The salting-out effects of 27 lithium, sodium, potassium, ammonium and magnesium salts and HCl on chloroform, benzene, chlorobenzene and anisole were characterized in aqueous solutions at 303 K by measuring the Henry’s law constants. The concentration of the salt solutions was 0.5 mol dm−3, i.e., similar to the salinity of sea water. The solubility change was described in terms of the Setschenow constant, KS(salt,solute).
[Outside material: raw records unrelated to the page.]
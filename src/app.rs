use log::{debug, info};
use thiserror::Error;

use crate::color::Rgba;
use crate::config::AppConfig;
use crate::history::StrokeHistory;
use crate::stroke::Point;
use crate::surface::{DirtyRect, RasterSurface, SurfaceError};

#[derive(Debug, Error)]
pub enum AppError {
    #[error(transparent)]
    Surface(#[from] SurfaceError),
    #[error(transparent)]
    Config(#[from] crate::config::ConfigError),
    #[error("no palette swatch at index {0}")]
    UnknownSwatch(usize),
}

#[derive(Debug, Clone, Copy, PartialEq, Eq)]
pub enum InputEvent {
    PointerDown { x: i32, y: i32 },
    PointerMove { x: i32, y: i32 },
    PointerUp,
    KeyPress(u32),
}

/// What an input event did, so the host knows whether to redraw.
#[derive(Debug, Clone, Copy, PartialEq, Eq)]
pub enum Outcome {
    Stroked,
    Finished,
    Undone,
    Redone,
    Ignored,
}

pub struct MainWindow {
    surface: RasterSurface,
    history: StrokeHistory,
    palette: Vec<Rgba>,
    selected: Rgba,
    undo_key: u32,
    redo_key: u32,
}

impl MainWindow {
    pub fn new(config: &AppConfig) -> Result<Self, AppError> {
        config.validate()?;
        let mut surface =
            RasterSurface::new(config.canvas_width, config.canvas_height, config.background)?;
        let selected = config.palette.first().copied().unwrap_or(Rgba::BLACK);
        surface.set_pen_color(selected);

        Ok(Self {
            surface,
            history: StrokeHistory::with_options(config.history),
            palette: config.palette.clone(),
            selected,
            undo_key: config.undo_key,
            redo_key: config.redo_key,
        })
    }

    pub fn surface(&self) -> &RasterSurface {
        &self.surface
    }

    pub fn history(&self) -> &StrokeHistory {
        &self.history
    }

    pub fn palette(&self) -> &[Rgba] {
        &self.palette
    }

    pub fn selected_color(&self) -> Rgba {
        self.selected
    }

    pub fn take_damage(&mut self) -> Option<DirtyRect> {
        self.surface.take_damage()
    }

    /// Picks the color for the next stroke. A stroke already in progress keeps its color.
    pub fn select_swatch(&mut self, index: usize) -> Result<Rgba, AppError> {
        let color = *self
            .palette
            .get(index)
            .ok_or(AppError::UnknownSwatch(index))?;
        self.selected = color;
        self.surface.set_pen_color(color);
        debug!("selected swatch {index} ({color})");
        Ok(color)
    }

    pub fn handle(&mut self, event: InputEvent) -> Outcome {
        match event {
            InputEvent::PointerDown { x, y } => {
                if self.history.is_drawing() {
                    return Outcome::Ignored;
                }
                self.history
                    .on_pointer_down(&mut self.surface, Point::new(x, y), self.selected);
                Outcome::Stroked
            }
            InputEvent::PointerMove { x, y } => {
                if !self.history.is_drawing() {
                    return Outcome::Ignored;
                }
                self.history.on_pointer_move(&mut self.surface, Point::new(x, y));
                Outcome::Stroked
            }
            InputEvent::PointerUp => {
                if !self.history.is_drawing() {
                    return Outcome::Ignored;
                }
                self.history.on_pointer_up();
                Outcome::Finished
            }
            InputEvent::KeyPress(code) if code == self.undo_key => {
                match self.history.undo(&mut self.surface) {
                    Some(_) => Outcome::Undone,
                    None => Outcome::Ignored,
                }
            }
            InputEvent::KeyPress(code) if code == self.redo_key => {
                match self.history.redo(&mut self.surface) {
                    Some(_) => Outcome::Redone,
                    None => Outcome::Ignored,
                }
            }
            InputEvent::KeyPress(_) => Outcome::Ignored,
        }
    }
}

/// Owns the single window of the program for its whole lifetime.
pub struct Application {
    window: MainWindow,
}

impl Application {
    pub fn new(config: &AppConfig) -> Result<Self, AppError> {
        let window = MainWindow::new(config)?;
        info!(
            "canvas {}x{}, {} swatches",
            window.surface.width(),
            window.surface.height(),
            window.palette.len()
        );
        Ok(Self { window })
    }

    pub fn window(&self) -> &MainWindow {
        &self.window
    }

    pub fn window_mut(&mut self) -> &mut MainWindow {
        &mut self.window
    }

    pub fn dispatch(&mut self, event: InputEvent) -> Outcome {
        self.window.handle(event)
    }

    pub fn shutdown(self) {
        let history = self.window.history();
        info!(
            "shutting down with {} undoable and {} redoable strokes",
            history.undo_len(),
            history.redo_len()
        );
    }
}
The highest salting-out effects were observed for the solutions of salts involving doubly charged anions, and the smallest for NO3-. The individual ionic Setschenow constants, KS(cation,solute) and KS(anion,solute), were determined by multilinear regression, using the assumption of additivity for the ions. Cl− was selected as the reference ion for calculation of the KS(ion,solute) values of the other ions. The estimations resulted systematically in significant positive KS(cation,solute) values, ranging from 0.13 ± 0.026 (NH4+) to 0.28 ± 0.032 (Mg2+), which were hardly affected by the accompanying anion in solution, and only slightly affected by the non-electrolytes present. NO3- resulted in a slight salting-in effect: KS(NO3-,solute) = −0.083 ± 0.019; the other anions displayed salting-out effect for all of the non-electrolytes studied, with KS(anion,solute) ranging between 0.090 ± 0.008 (HCO3-) and 0.21 ± 0.035 (CO32-).